Padre Porko
the Gentlemanly Pig, by Robert Davis. Illustrated by Fritz Eichenberg.
I love this
little book already, though I’ve scarcely read into it yet. It belongs to a
rare category of experience that I call my ‘Alternate Childhood’; that is, it
is a book of the kind that I would almost surely have enjoyed if I had run
across it as a child but which I had the ill-luck to miss.
This
edition dates from 1948 (Sixth Printing) and the last check-out date stamped
inside says Nov. 18, 1978, and hails from Ontario, California. It has been
rebound in a plain, sturdy library binding that is so familiar to me from my
elementary school years. To open it up and smell the pages wafts me back on a
wave of nostalgia.
“Padre
Porko” purports to be the retelling of folktales from the south of Spain. Whether
this is true (a quick search on Google finds no corroborating evidence) or
Davis just uses it as a framing device, I cannot tell.

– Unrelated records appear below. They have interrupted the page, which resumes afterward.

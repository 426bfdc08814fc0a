//! Database error types.

use thiserror::Error;

use crate::validation::ValidationError;

/// Errors that can occur during database operations.
#[derive(Debug, Error)]
pub enum DatabaseError {
    /// SQLx error (connection, query, etc.)
    #[error("database error: {0}")]
    Sqlx(#[from] sqlx::Error),

    /// Migration error
    #[error("migration error: {0}")]
    Migration(#[from] sqlx::migrate::MigrateError),

    /// Record not found
    #[error("{entity} not found: {id}")]
    NotFound { entity: &'static str, id: String },

    /// Input rejected before reaching the database
    #[error("{0}")]
    Validation(#[from] ValidationError),
}

/// Result type for database operations.
pub type Result<T> = std::result::Result<T, DatabaseError>;
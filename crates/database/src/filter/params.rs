//! Query-string parameter normalization.
//!
//! HTTP callers send the same logical filter in several shapes:
//! `status=1`, `status=1,3`, `status=[1,3]` or `status=1&status=3`.
//! [`QueryParams`] records each key as a [`ParamValue`] once, and the typed
//! accessors below are the only place that looks at the raw shape.

use std::collections::btree_map::Entry;
use std::collections::BTreeMap;

use chrono::NaiveDate;
use serde_json::Value;

use crate::validation::{parse_date, ValidationError};

/// Raw value of one query parameter.
#[derive(Debug, Clone, PartialEq, Eq)]
pub enum ParamValue {
    /// The key appeared once.
    Scalar(String),
    /// The key was repeated.
    List(Vec<String>),
}

impl ParamValue {
    /// Elements of a scalar-or-list parameter.
    ///
    /// Each raw value is parsed as a JSON array first and as a
    /// comma-separated list otherwise, and a repeated key concatenates the
    /// results in order. Elements are trimmed and blanks dropped.
    pub fn elements(&self) -> Vec<String> {
        match self {
            ParamValue::Scalar(raw) => split_scalar(raw),
            ParamValue::List(items) => items.iter().flat_map(|item| split_scalar(item)).collect(),
        }
    }

    /// First non-blank raw value, trimmed.
    pub fn first_text(&self) -> Option<&str> {
        match self {
            ParamValue::Scalar(raw) => Some(raw.trim()).filter(|raw| !raw.is_empty()),
            ParamValue::List(items) => items
                .iter()
                .map(|item| item.trim())
                .find(|item| !item.is_empty()),
        }
    }
}

/// Query parameters keyed by name.
#[derive(Debug, Clone, Default, PartialEq, Eq)]
pub struct QueryParams {
    values: BTreeMap<String, ParamValue>,
}

impl QueryParams {
    pub fn new() -> Self {
        Self::default()
    }

    /// Build from decoded `(key, value)` pairs in query-string order.
    pub fn from_pairs<I, K, V>(pairs: I) -> Self
    where
        I: IntoIterator<Item = (K, V)>,
        K: Into<String>,
        V: Into<String>,
    {
        let mut params = Self::new();
        for (key, value) in pairs {
            params.insert(key, value);
        }
        params
    }

    /// Add a value. A repeated key turns the entry into a list.
    pub fn insert(&mut self, key: impl Into<String>, value: impl Into<String>) {
        let value = value.into();
        match self.values.entry(key.into()) {
            Entry::Vacant(entry) => {
                entry.insert(ParamValue::Scalar(value));
            }
            Entry::Occupied(mut entry) => {
                let previous = std::mem::replace(entry.get_mut(), ParamValue::List(Vec::new()));
                let items = match previous {
                    ParamValue::Scalar(first) => vec![first, value],
                    ParamValue::List(mut items) => {
                        items.push(value);
                        items
                    }
                };
                *entry.get_mut() = ParamValue::List(items);
            }
        }
    }

    pub fn get(&self, key: &str) -> Option<&ParamValue> {
        self.values.get(key)
    }

    /// Free-text parameter, trimmed. Blank is absent.
    pub fn text(&self, key: &str) -> Option<String> {
        self.get(key)?.first_text().map(str::to_string)
    }

    /// First present free-text parameter among aliases.
    pub fn text_any(&self, keys: &[&str]) -> Option<String> {
        keys.iter().find_map(|key| self.text(key))
    }

    /// Scalar-or-list parameter as strings.
    pub fn list(&self, key: &str) -> Vec<String> {
        self.get(key).map(ParamValue::elements).unwrap_or_default()
    }

    /// Scalar-or-list parameter as integers. Elements without a leading
    /// integer are dropped.
    pub fn integers(&self, key: &str) -> Vec<i64> {
        self.list(key)
            .iter()
            .filter_map(|item| parse_int_prefix(item))
            .collect()
    }

    /// Scalar-or-list parameter as booleans. Only `true` and `false` count.
    pub fn booleans(&self, key: &str) -> Vec<bool> {
        self.list(key)
            .iter()
            .filter_map(|item| match item.as_str() {
                "true" => Some(true),
                "false" => Some(false),
                _ => None,
            })
            .collect()
    }

    /// Float parameter. Unparseable or non-finite values are absent.
    pub fn number(&self, key: &str) -> Option<f64> {
        self.text(key)?
            .parse::<f64>()
            .ok()
            .filter(|value| value.is_finite())
    }

    /// Integer parameter used for paging and ids.
    pub fn integer(&self, key: &str) -> Option<i64> {
        self.text(key).as_deref().and_then(parse_int_prefix)
    }

    /// Date parameter. Blank is absent; anything else must parse.
    pub fn date(&self, key: &str) -> Result<Option<NaiveDate>, ValidationError> {
        self.text(key).map(|raw| parse_date(key, &raw)).transpose()
    }

    /// Batch id parameter: comma-separated, exact values, no JSON form.
    pub fn ids(&self, key: &str) -> Vec<String> {
        let Some(value) = self.get(key) else {
            return Vec::new();
        };
        let raw: Vec<&str> = match value {
            ParamValue::Scalar(raw) => vec![raw.as_str()],
            ParamValue::List(items) => items.iter().map(String::as_str).collect(),
        };
        raw.into_iter()
            .flat_map(|item| item.split(','))
            .map(str::trim)
            .filter(|item| !item.is_empty())
            .map(str::to_string)
            .collect()
    }
}

/// Page selection for list endpoints.
#[derive(Debug, Clone, Copy, PartialEq, Eq)]
pub struct Pagination {
    pub page: i64,
    pub page_size: i64,
}

impl Pagination {
    pub const DEFAULT_PAGE_SIZE: i64 = 20;
    pub const MAX_PAGE_SIZE: i64 = 100;

    pub fn new(page: i64, page_size: i64) -> Self {
        Self {
            page: page.max(1),
            page_size: page_size.clamp(1, Self::MAX_PAGE_SIZE),
        }
    }

    /// Read `page` and `pageSize` (or `page_size`).
    pub fn from_params(params: &QueryParams) -> Self {
        let page = params.integer("page").unwrap_or(1);
        let page_size = params
            .integer("pageSize")
            .or_else(|| params.integer("page_size"))
            .unwrap_or(Self::DEFAULT_PAGE_SIZE);
        Self::new(page, page_size)
    }

    pub fn offset(&self) -> i64 {
        (self.page - 1).saturating_mul(self.page_size)
    }
}

impl Default for Pagination {
    fn default() -> Self {
        Self::new(1, Self::DEFAULT_PAGE_SIZE)
    }
}

fn split_scalar(raw: &str) -> Vec<String> {
    let raw = raw.trim();

    if raw.starts_with('[') {
        if let Ok(items) = serde_json::from_str::<Vec<Value>>(raw) {
            return items.into_iter().filter_map(json_element).collect();
        }
    }

    raw.split(',')
        .map(str::trim)
        .filter(|item| !item.is_empty())
        .map(str::to_string)
        .collect()
}

fn json_element(value: Value) -> Option<String> {
    let text = match value {
        Value::String(text) => text,
        Value::Number(number) => number.to_string(),
        Value::Bool(flag) => flag.to_string(),
        _ => return None,
    };
    let text = text.trim();
    (!text.is_empty()).then(|| text.to_string())
}

/// Leading-integer parse: `"3"`, `" 3 "`, `"3abc"` and `"3.7"` give 3.
fn parse_int_prefix(raw: &str) -> Option<i64> {
    let raw = raw.trim();
    let digits_start = usize::from(raw.starts_with(['+', '-']));
    let digits_len = raw[digits_start..]
        .bytes()
        .take_while(u8::is_ascii_digit)
        .count();

    if digits_len == 0 {
        return None;
    }
    raw[..digits_start + digits_len].parse().ok()
}

#[cfg(test)]
mod tests {
    use super::*;

    fn params(pairs: &[(&str, &str)]) -> QueryParams {
        QueryParams::from_pairs(pairs.iter().copied())
    }

    #[test]
    fn test_repeated_keys_become_list() {
        let p = params(&[
            ("status", "1"),
            ("status", "2"),
            ("status", "3"),
            ("city", "北京"),
        ]);
        assert_eq!(
            p.get("status"),
            Some(&ParamValue::List(vec!["1".into(), "2".into(), "3".into()]))
        );
        assert_eq!(p.get("city"), Some(&ParamValue::Scalar("北京".into())));
    }

    #[test]
    fn test_list_encodings() {
        assert_eq!(
            params(&[("city", r#"["北京","上海"]"#)]).list("city"),
            vec!["北京", "上海"]
        );
        assert_eq!(
            params(&[("city", "北京, 上海 ,")]).list("city"),
            vec!["北京", "上海"]
        );
        assert_eq!(params(&[("city", " 北京 ")]).list("city"), vec!["北京"]);
        assert_eq!(
            params(&[("city", "a"), ("city", " "), ("city", "b")]).list("city"),
            vec!["a", "b"]
        );
        assert!(params(&[("city", "[]")]).list("city").is_empty());
        assert!(params(&[("city", "")]).list("city").is_empty());
        assert!(params(&[]).list("city").is_empty());
    }

    #[test]
    fn test_repeated_keys_split_each_value() {
        let mixed = params(&[("status", "1,2"), ("status", "3")]);
        assert_eq!(mixed.integers("status"), vec![1, 2, 3]);
        assert_eq!(
            mixed.integers("status"),
            params(&[("status", "1,2,3")]).integers("status")
        );

        let cities = params(&[("city", "北京,上海"), ("city", r#"["深圳"]"#)]);
        assert_eq!(cities.list("city"), vec!["北京", "上海", "深圳"]);
    }

    #[test]
    fn test_json_array_with_numbers_and_blanks() {
        let p = params(&[("status", r#"[1, "2", " ", null]"#)]);
        assert_eq!(p.list("status"), vec!["1", "2"]);
    }

    #[test]
    fn test_integers_drop_malformed_elements() {
        assert_eq!(
            params(&[("status", "1,abc,3")]).integers("status"),
            vec![1, 3]
        );
        assert_eq!(
            params(&[("status", "[\"4\",\"x\"]")]).integers("status"),
            vec![4]
        );
        assert_eq!(params(&[("status", "2abc")]).integers("status"), vec![2]);
        assert!(params(&[("status", "abc")]).integers("status").is_empty());
    }

    #[test]
    fn test_parse_int_prefix() {
        assert_eq!(parse_int_prefix("42"), Some(42));
        assert_eq!(parse_int_prefix("-7"), Some(-7));
        assert_eq!(parse_int_prefix("3.9"), Some(3));
        assert_eq!(parse_int_prefix("+"), None);
        assert_eq!(parse_int_prefix(""), None);
        assert_eq!(parse_int_prefix("x1"), None);
    }

    #[test]
    fn test_booleans() {
        assert_eq!(
            params(&[("is_agent", "true,false,yes")]).booleans("is_agent"),
            vec![true, false]
        );
        assert_eq!(params(&[("is_agent", "[true]")]).booleans("is_agent"), vec![true]);
        assert!(params(&[("is_agent", "1")]).booleans("is_agent").is_empty());
    }

    #[test]
    fn test_text_and_aliases() {
        let p = params(&[("searchText", "  张 "), ("phone", "   ")]);
        assert_eq!(p.text("searchText"), Some("张".to_string()));
        assert_eq!(p.text("phone"), None);
        assert_eq!(p.text_any(&["name", "searchText"]), Some("张".to_string()));
    }

    #[test]
    fn test_number() {
        assert_eq!(
            params(&[("price_min", "3000.5")]).number("price_min"),
            Some(3000.5)
        );
        assert_eq!(params(&[("price_min", "abc")]).number("price_min"), None);
        assert_eq!(params(&[("price_min", "NaN")]).number("price_min"), None);
        assert_eq!(params(&[]).number("price_min"), None);
    }

    #[test]
    fn test_date() {
        let p = params(&[("date_from", "2024-01-31"), ("date_to", ""), ("bad", "2024-99-01")]);
        assert_eq!(
            p.date("date_from").unwrap(),
            NaiveDate::from_ymd_opt(2024, 1, 31)
        );
        assert_eq!(p.date("date_to").unwrap(), None);
        assert_eq!(p.date("missing").unwrap(), None);
        assert_eq!(p.date("bad").unwrap_err().code(), "INVALID_DATE_FORMAT");
    }

    #[test]
    fn test_ids() {
        let p = params(&[
            ("userId", " 123, ,456 "),
            ("botId", "bot1"),
            ("botId", "bot2,bot3"),
        ]);
        assert_eq!(p.ids("userId"), vec!["123", "456"]);
        assert_eq!(p.ids("botId"), vec!["bot1", "bot2", "bot3"]);
        assert!(p.ids("missing").is_empty());
    }

    #[test]
    fn test_pagination() {
        assert_eq!(Pagination::from_params(&params(&[])), Pagination::new(1, 20));

        let p = Pagination::from_params(&params(&[("page", "3"), ("pageSize", "10")]));
        assert_eq!(p.offset(), 20);

        let p = Pagination::from_params(&params(&[("page", "0"), ("page_size", "1000")]));
        assert_eq!(p, Pagination::new(1, 100));

        let p = Pagination::from_params(&params(&[("page", "abc")]));
        assert_eq!(p.page, 1);
    }
}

Padre Porko seems to straddle the human and the animal world himself, a sort of tutelary
figure that can only be found by people in trouble, but much more accessible to
animals. His main goal is to keep everything peaceful and happy, and that
includes reining in violent beasts. Although a magical figure himself, he does
not use magic, but rather cunning, reason, and good-heartedness.
The fact
that it is illustrated by Fritz Eichenberg, one of my favorite artists (Mistress
Masham’s Repose, The Heroes of the Kalevala), cements my nostalgic
fondness for this little volume.
Can you be nostalgic about something you only discovered about a year ago? As it turns out, yes, yes you can.